The sort almost worked but by default it gives the larger number first
so I got
here/3/2 8.23 1.56
here/1/2 -1.256 12.56
instead of
here/1/2 -1.256 12.56
here/3/2 8.23 1.56
I couldn't find a sort -r switch in perl so I just did
reverse (sort { $mincolumbs{$a} cmp $mincolumbs{$b} } ( keys %mincolumbs ) ) ;
is that OK or is there a better way.
Thanks,
Mick
|
Clarification of Answer by
palitoy-ga
on
23 Jun 2004 05:18 PDT
Thanks for the 5-star rating and tip, they are much appreciated.

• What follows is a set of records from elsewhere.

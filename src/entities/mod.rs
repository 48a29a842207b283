// entities/mod.rs
pub mod post;
pub mod user;

pub use post::Entity as Post;
pub use user::Entity as User;
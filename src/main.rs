// main.rs
use poem::listener::TcpListener;
use tracing_subscriber::EnvFilter;

use blog_api::{Config, Store};

#[tokio::main]
async fn main() -> anyhow::Result<()> {
    dotenvy::dotenv().ok();
    tracing_subscriber::fmt()
        .with_env_filter(
            EnvFilter::try_from_default_env().unwrap_or_else(|_| EnvFilter::new("info")),
        )
        .init();

    let config = Config::from_env();
    let store = Store::connect(&config.database_url).await?;
    store.migrate().await?;
    tracing::info!(addr = %config.bind_addr, "listening");

    poem::Server::new(TcpListener::bind(config.bind_addr))
        .run(blog_api::app(store))
        .await?;
    Ok(())
}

If you need any further help please ask. The reverse() solution you
came up with is the method I would have used also as it is the easiest
and most common sense one when reading the script through. I always
try to write my scripts in a way that they are most readable as it
makes them much easier to edit when anyone tries to edit them, I am
glad you appreciate this!
Thanks again!
|
Request for Answer Clarification by
mickr-ga
on
19 Jul 2004 02:29 PDT
Hi,
I would like to get another perl script please. I have posted the
question if you would like to do it.
Thanks,
Mick
|
Clarification of Answer by
palitoy-ga
on
19 Jul 2004 05:14 PDT
Hi Mick
I have just completed your other script question. Hopefully you will
find it works to your needs, if not just ask for clarification on that
question and I will work it through with you again.
|